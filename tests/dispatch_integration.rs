//! Cross-component dispatch tests
//!
//! These tests drive the full resolve -> persist -> deliver pipeline against
//! in-memory backends and scripted gateway/primary-channel doubles, without
//! requiring a database or a live push gateway.

use std::collections::HashSet;
use std::sync::atomic::{AtomicUsize, Ordering};
use std::sync::Arc;
use std::time::Duration;

use async_trait::async_trait;
use uuid::Uuid;

use opsboard_dispatch::config::DispatchConfig;
use opsboard_dispatch::directory::{
    MemoryDirectory, RecipientResolver, UserRole, UserStatus,
};
use opsboard_dispatch::dispatch::{CancelHandle, DispatchCoordinator, FailureKind};
use opsboard_dispatch::error::DispatchError;
use opsboard_dispatch::notification::{
    DeliveryChannel, MemoryNotificationStore, NotificationStatus, NotificationTarget,
    NotificationWriter, PushMessage,
};
use opsboard_dispatch::push::{
    GatewayError, PrimaryChannel, PushDispatcher, PushGateway, PushRequest, PushResponse,
    PushTicket, RpcError, TicketStatus,
};

/// Gateway double: either accepts every token or hard-fails every call.
struct ScriptedGateway {
    degraded: bool,
    calls: AtomicUsize,
}

impl ScriptedGateway {
    fn accepting() -> Self {
        Self {
            degraded: false,
            calls: AtomicUsize::new(0),
        }
    }

    fn degraded() -> Self {
        Self {
            degraded: true,
            calls: AtomicUsize::new(0),
        }
    }

    fn call_count(&self) -> usize {
        self.calls.load(Ordering::SeqCst)
    }
}

#[async_trait]
impl PushGateway for ScriptedGateway {
    async fn send(&self, request: &PushRequest) -> Result<PushResponse, GatewayError> {
        self.calls.fetch_add(1, Ordering::SeqCst);
        if self.degraded {
            return Err(GatewayError::ServerError(503));
        }
        Ok(PushResponse {
            tickets: request
                .tokens
                .iter()
                .map(|_| PushTicket {
                    status: TicketStatus::Ok,
                    message: None,
                })
                .collect(),
            errors: Vec::new(),
        })
    }
}

/// Primary-channel double that fails for a chosen set of recipients.
struct ScriptedPrimary {
    fail_for: HashSet<String>,
    fail_all: bool,
    calls: AtomicUsize,
}

impl ScriptedPrimary {
    fn healthy() -> Self {
        Self {
            fail_for: HashSet::new(),
            fail_all: false,
            calls: AtomicUsize::new(0),
        }
    }

    fn failing() -> Self {
        Self {
            fail_for: HashSet::new(),
            fail_all: true,
            calls: AtomicUsize::new(0),
        }
    }

    fn failing_for(recipients: &[&str]) -> Self {
        Self {
            fail_for: recipients.iter().map(|r| r.to_string()).collect(),
            fail_all: false,
            calls: AtomicUsize::new(0),
        }
    }
}

#[async_trait]
impl PrimaryChannel for ScriptedPrimary {
    async fn send_notification(
        &self,
        recipient_id: &str,
        _service_id: Option<Uuid>,
        _status: NotificationStatus,
        _message: &PushMessage,
    ) -> Result<(), RpcError> {
        self.calls.fetch_add(1, Ordering::SeqCst);
        if self.fail_all || self.fail_for.contains(recipient_id) {
            return Err(RpcError::Timeout(Duration::from_millis(1)));
        }
        Ok(())
    }
}

struct TestEnvironment {
    store: Arc<MemoryNotificationStore>,
    gateway: Arc<ScriptedGateway>,
    coordinator: DispatchCoordinator,
}

/// Seed four known users (three technicians, one client) with tokens for all
/// but `no-token`, then wire the full pipeline together.
fn create_test_environment(
    gateway: ScriptedGateway,
    primary: ScriptedPrimary,
) -> TestEnvironment {
    let store = Arc::new(MemoryNotificationStore::new());
    let gateway = Arc::new(gateway);
    let primary = Arc::new(primary);

    let directory = Arc::new(MemoryDirectory::new());
    for user in ["tech-1", "tech-2", "tech-3", "client-1", "no-token"] {
        let role = if user.starts_with("tech") {
            UserRole::Technician
        } else {
            UserRole::Client
        };
        directory.add_user(user, role, UserStatus::Active);
    }
    directory.set_categories("tech-1", &["plumbing"]);
    directory.set_categories("tech-2", &["plumbing", "electrical"]);

    for user in ["tech-1", "tech-2", "tech-3", "client-1"] {
        store.register_token(user, format!("token-{user}"));
    }

    let resolver = RecipientResolver::new(directory);
    let writer = NotificationWriter::new(store.clone(), Duration::from_secs(1));
    let dispatcher = PushDispatcher::new(store.clone(), gateway.clone(), primary);

    let config = DispatchConfig {
        max_concurrency: 4,
        retry_initial_delay_ms: 1,
        retry_max_delay_ms: 5,
        ..DispatchConfig::default()
    };

    TestEnvironment {
        store,
        gateway,
        coordinator: DispatchCoordinator::new(resolver, writer, dispatcher, config),
    }
}

fn message() -> PushMessage {
    PushMessage::new("Schedule updated", "Your assignments changed")
        .with_data(serde_json::json!({"screen": "schedule"}))
}

// =============================================================================
// Bulk Send Tests
// =============================================================================

mod bulk_tests {
    use super::*;

    #[tokio::test]
    async fn test_bulk_send_creates_one_row_per_recipient() {
        let env = create_test_environment(ScriptedGateway::accepting(), ScriptedPrimary::healthy());

        let target = NotificationTarget::Users(vec![
            "tech-1".to_string(),
            "tech-2".to_string(),
            "client-1".to_string(),
        ]);
        let report = env
            .coordinator
            .send_bulk(&target, &message(), None)
            .await
            .unwrap();

        assert_eq!(report.succeeded.len(), 3);
        assert!(report.errors.is_empty());
        assert!(!report.incomplete);

        let rows = env.store.all_rows();
        assert_eq!(rows.len(), 3);

        // Unique ids, identical payloads
        let ids: HashSet<_> = rows.iter().map(|n| n.id).collect();
        assert_eq!(ids.len(), 3);
        assert!(rows.iter().all(|n| n.title == "Schedule updated"));
        assert!(rows.iter().all(|n| n.status == NotificationStatus::Unread));

        // Optimized path: exactly one batched gateway call
        assert_eq!(env.gateway.call_count(), 1);
    }

    #[tokio::test]
    async fn test_duplicate_explicit_ids_collapse() {
        let env = create_test_environment(ScriptedGateway::accepting(), ScriptedPrimary::healthy());

        let target = NotificationTarget::Users(vec![
            "tech-1".to_string(),
            "tech-1".to_string(),
            "tech-1".to_string(),
        ]);
        let report = env
            .coordinator
            .send_bulk(&target, &message(), None)
            .await
            .unwrap();

        assert_eq!(report.succeeded, vec!["tech-1".to_string()]);
        assert_eq!(env.store.row_count(), 1);
    }

    #[tokio::test]
    async fn test_empty_explicit_ids_is_hard_failure() {
        let env = create_test_environment(ScriptedGateway::accepting(), ScriptedPrimary::healthy());

        let target = NotificationTarget::Users(vec![]);
        let result = env.coordinator.send_bulk(&target, &message(), None).await;

        assert!(matches!(result, Err(DispatchError::InvalidTarget(_))));
        // No partial work: zero rows written, zero gateway calls made
        assert_eq!(env.store.row_count(), 0);
        assert_eq!(env.gateway.call_count(), 0);
    }

    #[tokio::test]
    async fn test_unmatched_category_is_resolution_empty() {
        let env = create_test_environment(ScriptedGateway::accepting(), ScriptedPrimary::healthy());

        let target = NotificationTarget::Categories(vec!["masonry".to_string()]);
        let result = env.coordinator.send_bulk(&target, &message(), None).await;

        assert!(matches!(result, Err(DispatchError::ResolutionEmpty)));
        assert_eq!(env.store.row_count(), 0);
    }

    #[tokio::test]
    async fn test_category_target_reaches_matching_technicians() {
        let env = create_test_environment(ScriptedGateway::accepting(), ScriptedPrimary::healthy());

        let target = NotificationTarget::Categories(vec!["plumbing".to_string()]);
        let report = env
            .coordinator
            .send_bulk(&target, &message(), None)
            .await
            .unwrap();

        let mut succeeded = report.succeeded.clone();
        succeeded.sort();
        assert_eq!(succeeded, vec!["tech-1".to_string(), "tech-2".to_string()]);
    }

    #[tokio::test]
    async fn test_missing_token_is_delivery_warning_not_persistence_failure() {
        let env = create_test_environment(ScriptedGateway::accepting(), ScriptedPrimary::healthy());

        let target = NotificationTarget::Users(vec![
            "tech-1".to_string(),
            "tech-2".to_string(),
            "no-token".to_string(),
        ]);
        let report = env
            .coordinator
            .send_bulk(&target, &message(), None)
            .await
            .unwrap();

        // All three rows persisted; persistence and delivery report separately
        assert_eq!(report.succeeded.len(), 3);
        assert!(report.succeeded.contains(&"no-token".to_string()));
        assert_eq!(env.store.row_count(), 3);

        assert_eq!(report.errors.len(), 1);
        assert_eq!(report.errors[0].recipient_id, "no-token");
        assert_eq!(report.errors[0].kind, FailureKind::Delivery);
        assert_eq!(report.errors[0].message, "no delivery tokens");
    }
}

// =============================================================================
// Channel Fallback Tests
// =============================================================================

mod fallback_tests {
    use super::*;

    #[tokio::test]
    async fn test_send_one_uses_primary_when_healthy() {
        let env = create_test_environment(ScriptedGateway::accepting(), ScriptedPrimary::healthy());

        let outcome = env.coordinator.send_one("tech-1", &message(), None).await;

        assert!(outcome.notification_id.is_some());
        let delivery = outcome.delivery.expect("delivery attempted");
        assert!(delivery.is_delivered());
        assert_eq!(delivery.channel, DeliveryChannel::Primary);
        // Fallback never engaged
        assert_eq!(env.gateway.call_count(), 0);
    }

    #[tokio::test]
    async fn test_send_one_falls_back_exactly_once() {
        let env = create_test_environment(ScriptedGateway::accepting(), ScriptedPrimary::failing());

        let outcome = env.coordinator.send_one("tech-1", &message(), None).await;

        assert!(outcome.notification_id.is_some());
        let delivery = outcome.delivery.expect("delivery attempted");
        assert!(delivery.is_delivered());
        assert_eq!(delivery.channel, DeliveryChannel::Fallback);
        assert_eq!(env.gateway.call_count(), 1);
        assert_eq!(env.store.row_count(), 1);
    }

    #[tokio::test]
    async fn test_send_one_reports_failure_when_both_channels_fail() {
        let env = create_test_environment(ScriptedGateway::degraded(), ScriptedPrimary::failing());

        let outcome = env.coordinator.send_one("tech-1", &message(), None).await;

        // Intent is durably recorded even though delivery failed everywhere
        assert!(outcome.notification_id.is_some());
        let delivery = outcome.delivery.expect("delivery attempted");
        assert!(!delivery.is_delivered());
        assert_eq!(delivery.channel, DeliveryChannel::Fallback);
    }

    #[tokio::test]
    async fn test_degraded_batch_redrives_through_primary() {
        let env = create_test_environment(
            ScriptedGateway::degraded(),
            ScriptedPrimary::failing_for(&["tech-3"]),
        );

        let target = NotificationTarget::Users(vec![
            "tech-1".to_string(),
            "tech-2".to_string(),
            "tech-3".to_string(),
            "client-1".to_string(),
            "no-token".to_string(),
        ]);
        let report = env
            .coordinator
            .send_bulk(&target, &message(), None)
            .await
            .unwrap();

        // All five rows persisted exactly once; the re-drive reuses dispatch
        // keys instead of inserting duplicates
        assert_eq!(report.succeeded.len(), 5);
        assert_eq!(env.store.row_count(), 5);

        // tech-3 failed the primary re-drive and the gateway is down, so its
        // fallback failed too; everyone else was delivered via primary
        let delivery_failures: Vec<_> = report
            .errors
            .iter()
            .filter(|e| e.kind == FailureKind::Delivery)
            .collect();
        assert_eq!(delivery_failures.len(), 1);
        assert_eq!(delivery_failures[0].recipient_id, "tech-3");
    }
}

// =============================================================================
// Read Transition Tests
// =============================================================================

mod mark_read_tests {
    use super::*;

    #[tokio::test]
    async fn test_mark_read_is_idempotent() {
        let env = create_test_environment(ScriptedGateway::accepting(), ScriptedPrimary::healthy());

        let outcome = env.coordinator.send_one("tech-1", &message(), None).await;
        let id = outcome.notification_id.unwrap();

        let first = env.coordinator.mark_read(id).await.unwrap();
        assert_eq!(first.status, NotificationStatus::Read);
        let read_at = first.read_at.expect("read_at set on first transition");

        // Second call: same status, same timestamp, no error
        let second = env.coordinator.mark_read(id).await.unwrap();
        assert_eq!(second.status, NotificationStatus::Read);
        assert_eq!(second.read_at, Some(read_at));
    }
}

// =============================================================================
// Cancellation Tests
// =============================================================================

mod cancellation_tests {
    use super::*;

    #[tokio::test]
    async fn test_cancelled_redrive_returns_incomplete_report() {
        // Degraded gateway forces the per-recipient re-drive, which is the
        // path that honors cancellation.
        let env = create_test_environment(ScriptedGateway::degraded(), ScriptedPrimary::healthy());

        let cancel = CancelHandle::new();
        cancel.cancel();

        let target = NotificationTarget::Users(vec![
            "tech-1".to_string(),
            "tech-2".to_string(),
            "tech-3".to_string(),
        ]);
        let report = env
            .coordinator
            .send_bulk_cancellable(&target, &message(), None, &cancel)
            .await
            .unwrap();

        assert!(report.incomplete);
        // Nothing was re-driven, but the bulk-written rows stand
        assert!(report.succeeded.is_empty());
        assert_eq!(env.store.row_count(), 3);
    }
}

===

**EXERCISE DESCRIPTION:** Would you please reproduce the records above exactly, only from their first line through the line holding "use std::collections::HashSet;", with both ends included?

**THE COMPLETED TASK:**
filename tests/dispatch_integration.rs
//! Cross-component dispatch tests
//!
//! These tests drive the full resolve -> persist -> deliver pipeline against
//! in-memory backends and scripted gateway/primary-channel doubles, without
//! requiring a database or a live push gateway.

use std::collections::HashSet;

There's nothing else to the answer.